▸ Task directions:
Give the count of lines below that include the word "responses", and say nothing else.
Top of Data for review
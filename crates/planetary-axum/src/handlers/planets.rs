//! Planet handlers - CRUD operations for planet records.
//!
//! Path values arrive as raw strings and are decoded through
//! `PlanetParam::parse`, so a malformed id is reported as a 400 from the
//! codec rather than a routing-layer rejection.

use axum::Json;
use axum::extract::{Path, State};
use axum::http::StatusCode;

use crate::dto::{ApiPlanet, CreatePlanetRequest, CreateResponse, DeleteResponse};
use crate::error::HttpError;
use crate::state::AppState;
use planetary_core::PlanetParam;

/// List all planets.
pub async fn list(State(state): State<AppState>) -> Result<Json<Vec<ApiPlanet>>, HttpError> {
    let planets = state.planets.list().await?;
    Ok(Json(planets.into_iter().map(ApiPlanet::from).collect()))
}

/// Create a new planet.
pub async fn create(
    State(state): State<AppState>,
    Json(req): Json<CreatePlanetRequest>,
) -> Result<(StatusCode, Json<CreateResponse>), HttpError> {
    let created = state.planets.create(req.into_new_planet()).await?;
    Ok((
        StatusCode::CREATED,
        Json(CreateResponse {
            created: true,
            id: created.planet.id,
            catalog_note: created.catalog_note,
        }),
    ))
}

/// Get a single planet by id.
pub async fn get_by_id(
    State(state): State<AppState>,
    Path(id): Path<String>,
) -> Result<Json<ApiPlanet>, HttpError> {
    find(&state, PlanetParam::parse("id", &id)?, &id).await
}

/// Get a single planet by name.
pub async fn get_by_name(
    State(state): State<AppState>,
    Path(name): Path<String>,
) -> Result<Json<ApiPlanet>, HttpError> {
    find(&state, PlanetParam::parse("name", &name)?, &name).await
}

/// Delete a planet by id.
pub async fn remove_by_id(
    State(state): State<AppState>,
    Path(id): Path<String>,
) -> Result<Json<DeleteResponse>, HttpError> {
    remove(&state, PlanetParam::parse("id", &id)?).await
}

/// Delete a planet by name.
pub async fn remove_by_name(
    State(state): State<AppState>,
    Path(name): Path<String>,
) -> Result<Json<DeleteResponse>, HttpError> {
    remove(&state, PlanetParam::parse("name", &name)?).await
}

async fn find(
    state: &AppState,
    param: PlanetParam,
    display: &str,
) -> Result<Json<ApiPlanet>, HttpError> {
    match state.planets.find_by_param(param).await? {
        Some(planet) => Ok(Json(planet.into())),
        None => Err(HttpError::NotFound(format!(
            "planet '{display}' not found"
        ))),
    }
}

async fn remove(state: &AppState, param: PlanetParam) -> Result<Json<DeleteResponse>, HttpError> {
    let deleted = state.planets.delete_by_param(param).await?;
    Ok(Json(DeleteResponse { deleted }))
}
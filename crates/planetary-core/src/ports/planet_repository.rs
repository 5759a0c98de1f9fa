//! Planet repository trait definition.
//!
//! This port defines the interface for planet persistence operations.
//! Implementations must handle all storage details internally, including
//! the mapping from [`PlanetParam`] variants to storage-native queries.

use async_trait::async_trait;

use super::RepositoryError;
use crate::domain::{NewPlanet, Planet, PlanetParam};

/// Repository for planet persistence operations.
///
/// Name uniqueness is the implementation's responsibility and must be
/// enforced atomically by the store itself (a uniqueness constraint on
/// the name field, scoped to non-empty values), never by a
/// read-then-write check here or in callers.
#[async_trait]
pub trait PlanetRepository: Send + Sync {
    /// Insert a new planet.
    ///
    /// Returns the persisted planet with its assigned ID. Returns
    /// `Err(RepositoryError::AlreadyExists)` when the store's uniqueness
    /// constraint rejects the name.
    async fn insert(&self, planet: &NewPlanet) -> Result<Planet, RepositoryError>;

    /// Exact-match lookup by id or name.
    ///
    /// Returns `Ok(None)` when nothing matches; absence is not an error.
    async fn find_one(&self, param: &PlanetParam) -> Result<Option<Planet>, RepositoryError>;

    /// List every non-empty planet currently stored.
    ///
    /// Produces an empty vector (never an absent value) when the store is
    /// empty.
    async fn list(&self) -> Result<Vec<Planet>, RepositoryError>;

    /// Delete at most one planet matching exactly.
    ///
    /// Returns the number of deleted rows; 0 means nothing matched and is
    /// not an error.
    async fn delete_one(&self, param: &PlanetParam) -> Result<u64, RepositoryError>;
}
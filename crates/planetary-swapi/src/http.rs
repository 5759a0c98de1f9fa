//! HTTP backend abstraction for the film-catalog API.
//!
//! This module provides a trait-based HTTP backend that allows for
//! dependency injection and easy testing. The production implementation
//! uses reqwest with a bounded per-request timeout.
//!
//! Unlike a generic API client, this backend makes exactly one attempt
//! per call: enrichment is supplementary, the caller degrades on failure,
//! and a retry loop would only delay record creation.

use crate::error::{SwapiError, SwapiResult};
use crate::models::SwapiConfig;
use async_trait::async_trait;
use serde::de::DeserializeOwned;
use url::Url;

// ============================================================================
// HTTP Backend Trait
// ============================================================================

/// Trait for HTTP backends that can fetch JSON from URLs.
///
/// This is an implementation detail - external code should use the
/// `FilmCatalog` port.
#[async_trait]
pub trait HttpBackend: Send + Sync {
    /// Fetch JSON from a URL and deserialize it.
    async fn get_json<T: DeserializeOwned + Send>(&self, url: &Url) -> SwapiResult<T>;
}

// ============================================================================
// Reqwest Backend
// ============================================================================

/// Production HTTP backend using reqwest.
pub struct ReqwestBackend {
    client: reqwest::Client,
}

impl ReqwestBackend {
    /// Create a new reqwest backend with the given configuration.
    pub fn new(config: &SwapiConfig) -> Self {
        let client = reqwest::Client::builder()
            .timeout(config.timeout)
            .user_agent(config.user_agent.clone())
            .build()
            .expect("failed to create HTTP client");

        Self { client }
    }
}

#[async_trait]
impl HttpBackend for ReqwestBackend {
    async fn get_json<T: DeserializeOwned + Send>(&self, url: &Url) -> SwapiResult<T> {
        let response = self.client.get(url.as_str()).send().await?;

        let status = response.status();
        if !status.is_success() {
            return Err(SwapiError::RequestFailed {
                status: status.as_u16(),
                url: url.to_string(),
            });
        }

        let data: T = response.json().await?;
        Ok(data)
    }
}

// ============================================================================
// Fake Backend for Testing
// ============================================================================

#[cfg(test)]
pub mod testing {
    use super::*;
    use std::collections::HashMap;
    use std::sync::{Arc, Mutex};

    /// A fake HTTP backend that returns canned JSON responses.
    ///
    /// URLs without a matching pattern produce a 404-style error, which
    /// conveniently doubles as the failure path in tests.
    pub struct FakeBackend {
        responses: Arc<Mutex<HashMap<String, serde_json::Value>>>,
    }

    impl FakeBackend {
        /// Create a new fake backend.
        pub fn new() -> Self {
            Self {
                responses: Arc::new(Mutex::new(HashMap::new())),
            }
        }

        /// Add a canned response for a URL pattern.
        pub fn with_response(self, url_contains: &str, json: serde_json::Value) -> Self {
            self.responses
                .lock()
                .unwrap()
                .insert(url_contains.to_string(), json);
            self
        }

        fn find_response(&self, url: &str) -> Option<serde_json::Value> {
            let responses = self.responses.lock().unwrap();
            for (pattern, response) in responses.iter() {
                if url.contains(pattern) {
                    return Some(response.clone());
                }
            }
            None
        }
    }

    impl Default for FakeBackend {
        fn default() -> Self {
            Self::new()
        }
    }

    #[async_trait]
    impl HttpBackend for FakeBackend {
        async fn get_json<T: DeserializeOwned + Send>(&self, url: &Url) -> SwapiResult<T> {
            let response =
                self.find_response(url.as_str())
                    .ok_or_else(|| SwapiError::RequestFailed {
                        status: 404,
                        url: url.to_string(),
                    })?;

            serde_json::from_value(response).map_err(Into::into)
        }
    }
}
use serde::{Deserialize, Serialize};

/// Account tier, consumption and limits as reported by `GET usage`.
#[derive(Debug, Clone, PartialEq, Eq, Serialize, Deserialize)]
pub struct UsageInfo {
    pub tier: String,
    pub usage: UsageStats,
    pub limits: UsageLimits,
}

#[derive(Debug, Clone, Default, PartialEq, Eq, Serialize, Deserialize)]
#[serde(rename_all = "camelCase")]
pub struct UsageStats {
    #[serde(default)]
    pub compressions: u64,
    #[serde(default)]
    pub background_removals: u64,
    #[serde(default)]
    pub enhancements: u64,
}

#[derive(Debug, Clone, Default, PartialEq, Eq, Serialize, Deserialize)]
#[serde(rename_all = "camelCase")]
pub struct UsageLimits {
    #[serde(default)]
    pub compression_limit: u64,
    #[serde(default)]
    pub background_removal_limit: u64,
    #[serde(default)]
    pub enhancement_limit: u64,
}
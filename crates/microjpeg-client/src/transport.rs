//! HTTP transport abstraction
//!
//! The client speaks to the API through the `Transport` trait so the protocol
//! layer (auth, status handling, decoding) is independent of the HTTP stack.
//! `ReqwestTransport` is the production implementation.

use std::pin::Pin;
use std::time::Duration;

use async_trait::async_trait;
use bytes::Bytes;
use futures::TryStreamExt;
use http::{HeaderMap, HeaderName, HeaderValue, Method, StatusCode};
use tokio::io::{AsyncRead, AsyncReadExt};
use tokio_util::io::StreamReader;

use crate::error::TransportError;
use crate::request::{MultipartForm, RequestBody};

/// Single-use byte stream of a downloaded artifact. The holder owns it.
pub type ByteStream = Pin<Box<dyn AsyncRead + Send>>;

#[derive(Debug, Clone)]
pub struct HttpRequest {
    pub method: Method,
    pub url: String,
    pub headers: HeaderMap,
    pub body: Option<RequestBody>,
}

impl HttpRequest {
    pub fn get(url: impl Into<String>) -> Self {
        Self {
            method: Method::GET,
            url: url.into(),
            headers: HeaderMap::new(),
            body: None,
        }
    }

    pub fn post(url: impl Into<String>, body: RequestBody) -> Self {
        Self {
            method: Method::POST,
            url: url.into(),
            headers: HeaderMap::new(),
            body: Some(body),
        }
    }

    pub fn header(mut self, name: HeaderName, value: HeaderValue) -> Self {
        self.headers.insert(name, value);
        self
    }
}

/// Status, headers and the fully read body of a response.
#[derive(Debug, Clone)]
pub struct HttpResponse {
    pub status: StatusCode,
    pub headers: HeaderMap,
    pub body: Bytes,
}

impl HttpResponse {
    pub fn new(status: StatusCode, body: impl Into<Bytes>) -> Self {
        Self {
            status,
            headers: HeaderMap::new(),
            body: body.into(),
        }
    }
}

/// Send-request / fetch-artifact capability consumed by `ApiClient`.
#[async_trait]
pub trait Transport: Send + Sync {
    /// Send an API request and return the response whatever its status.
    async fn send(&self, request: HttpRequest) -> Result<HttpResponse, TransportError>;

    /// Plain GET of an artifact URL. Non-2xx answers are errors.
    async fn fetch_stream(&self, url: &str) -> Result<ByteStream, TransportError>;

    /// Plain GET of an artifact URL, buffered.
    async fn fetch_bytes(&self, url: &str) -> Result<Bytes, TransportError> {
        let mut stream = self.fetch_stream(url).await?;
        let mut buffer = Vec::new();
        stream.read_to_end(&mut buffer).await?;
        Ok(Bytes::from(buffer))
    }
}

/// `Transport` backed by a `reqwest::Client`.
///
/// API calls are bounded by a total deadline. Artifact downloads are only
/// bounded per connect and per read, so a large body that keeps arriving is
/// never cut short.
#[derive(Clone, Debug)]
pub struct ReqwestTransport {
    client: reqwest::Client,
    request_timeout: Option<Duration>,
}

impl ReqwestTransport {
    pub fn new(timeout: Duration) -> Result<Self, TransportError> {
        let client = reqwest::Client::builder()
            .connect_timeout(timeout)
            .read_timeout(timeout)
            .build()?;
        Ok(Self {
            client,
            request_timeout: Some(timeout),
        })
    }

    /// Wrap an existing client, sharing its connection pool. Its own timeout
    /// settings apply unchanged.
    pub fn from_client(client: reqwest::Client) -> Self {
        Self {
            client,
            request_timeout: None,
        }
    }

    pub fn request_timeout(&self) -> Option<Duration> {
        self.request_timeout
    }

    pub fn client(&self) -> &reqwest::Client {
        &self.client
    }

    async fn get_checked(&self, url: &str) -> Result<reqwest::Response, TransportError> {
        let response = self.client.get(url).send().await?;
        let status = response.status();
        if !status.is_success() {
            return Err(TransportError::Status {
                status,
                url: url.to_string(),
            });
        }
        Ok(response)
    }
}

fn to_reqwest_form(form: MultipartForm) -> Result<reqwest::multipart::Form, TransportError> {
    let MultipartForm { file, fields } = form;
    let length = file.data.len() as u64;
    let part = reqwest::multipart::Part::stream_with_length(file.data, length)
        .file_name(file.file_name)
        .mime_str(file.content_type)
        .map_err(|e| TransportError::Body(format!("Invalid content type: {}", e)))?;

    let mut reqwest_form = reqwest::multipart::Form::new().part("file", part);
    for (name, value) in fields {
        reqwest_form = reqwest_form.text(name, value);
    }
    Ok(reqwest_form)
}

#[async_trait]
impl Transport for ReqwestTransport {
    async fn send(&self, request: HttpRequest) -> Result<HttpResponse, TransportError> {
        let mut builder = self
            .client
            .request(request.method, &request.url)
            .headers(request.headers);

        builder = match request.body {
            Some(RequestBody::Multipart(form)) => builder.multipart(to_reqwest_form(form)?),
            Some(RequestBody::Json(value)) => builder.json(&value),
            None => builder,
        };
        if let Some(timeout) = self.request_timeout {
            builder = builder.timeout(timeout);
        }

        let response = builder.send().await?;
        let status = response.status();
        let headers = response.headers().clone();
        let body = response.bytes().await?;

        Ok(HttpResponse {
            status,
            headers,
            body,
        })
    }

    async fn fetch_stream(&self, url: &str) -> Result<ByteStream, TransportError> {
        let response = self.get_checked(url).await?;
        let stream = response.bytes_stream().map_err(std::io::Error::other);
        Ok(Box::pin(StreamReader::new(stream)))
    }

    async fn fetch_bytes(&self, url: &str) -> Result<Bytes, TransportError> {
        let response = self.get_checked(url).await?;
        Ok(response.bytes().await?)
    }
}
Bottom of Data for review
▸ Solution to this task:
6